Backed with Data Science applications, smart engagement tools are a smart process that allows to capture, analyze and extract value from data, getting valuable insights on clients goals and needs.

Our simulation engine, based on Parallel Filtered Bootstrap (or Filtered Historical Simulation, see R. Zenti & Al., 2004 “Integrated risk management with a filtered bootstrap approach”. Economic Notes, Vol. 33 Issue 3), widely tested over many years and financial situations, is able to cope with extreme events, changing volatilities and correlations.

The engine calculates ex-ante risk of single financial instruments (e.g. mutual funds, ETFs, bonds, stocks), single portfolios, and consolidated portfolios (i.e. aggregating different portfolios).

It calculates several expected risk metrics, such as VaR, Downside Volatility, Expected Shortfall, MaxDrawdown, Volatility, Sharpe and Sortino ratio, Diversification and Liquity indexes, beyond historical performance and ex-post risk metrics.

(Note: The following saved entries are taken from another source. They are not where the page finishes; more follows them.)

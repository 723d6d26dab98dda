//! Diagnostic collection.
//!
//! A `Handler` accumulates `Diagnostic`s from any pipeline stage so the CLI
//! can print them uniformly and decide whether to keep going. The five
//! error kinds from the error-handling design (preprocessing, lexical,
//! syntactic, runtime, emission) all render through this.

use crate::span::Span;
use std::fmt;

#[derive(Debug, Clone, Copy, PartialEq, Eq)]
pub enum Severity {
    Error,
    Note,
}

#[derive(Debug, Clone)]
pub struct Diagnostic {
    pub severity: Severity,
    pub message: String,
    pub span: Option<Span>,
}

impl Diagnostic {
    pub fn error(message: impl Into<String>) -> Self {
        Self {
            severity: Severity::Error,
            message: message.into(),
            span: None,
        }
    }

    pub fn note(message: impl Into<String>) -> Self {
        Self {
            severity: Severity::Note,
            message: message.into(),
            span: None,
        }
    }

    pub fn with_span(mut self, span: Span) -> Self {
        self.span = Some(span);
        self
    }
}

impl fmt::Display for Diagnostic {
    fn fmt(&self, f: &mut fmt::Formatter<'_>) -> fmt::Result {
        let prefix = match self.severity {
            Severity::Error => "error",
            Severity::Note => "note",
        };
        match &self.span {
            Some(span) => write!(f, "{prefix}: {} at {span}", self.message),
            None => write!(f, "{prefix}: {}", self.message),
        }
    }
}

#[derive(Debug, Default)]
pub struct Handler {
    diagnostics: Vec<Diagnostic>,
}

impl Handler {
    pub fn new() -> Self {
        Self::default()
    }

    pub fn emit(&mut self, diag: Diagnostic) {
        self.diagnostics.push(diag);
    }

    pub fn has_errors(&self) -> bool {
        self.diagnostics
            .iter()
            .any(|d| d.severity == Severity::Error)
    }

    pub fn diagnostics(&self) -> &[Diagnostic] {
        &self.diagnostics
    }

    pub fn first_error(&self) -> Option<&Diagnostic> {
        self.diagnostics
            .iter()
            .find(|d| d.severity == Severity::Error)
    }
}

#[cfg(test)]
mod tests {
    use super::*;

    #[test]
    fn tracks_errors_separately_from_notes() {
        let mut h = Handler::new();
        h.emit(Diagnostic::note("fyi"));
        assert!(!h.has_errors());
        h.emit(Diagnostic::error("boom"));
        assert!(h.has_errors());
        assert_eq!(h.first_error().unwrap().message, "boom");
    }
}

The risk engine allows a comprehensive portfolio check-up, Mifid suitability assessment on a continuous basis, short-term and long-term projections (e.g. Ibbotson cones), underpinning transparent digital reporting tools.

A general, flexible framework for evaluating portfolio suitability - according to Mifid 2 - allows to test suitability on a real-time basis, demonstrating that each portfolio is aligned with the client’s needs through clear digital reports.

Our asset allocation engine is a suite of portfolio construction and rebalancing tools– all suitable for a variety of financial solutions, including segregated accounts, pension funds and unit-linked products.

It is a broad library of proprietary methods for medium-to-long term portfolio construction, such as risk parity, minimum downside risk, risk-based regime-switching asset allocation, CPPI, dynamic proportion portfolio insurance (DPPI), time invariant portfolio insurance (TIPP), minimum regret portfolio, life-cycle investing, portfolio optimization in the maximum drawdown space, min shortfall probability, portfolio optimization with scenarios (e.g. marginals + copulas, or full scale optimization).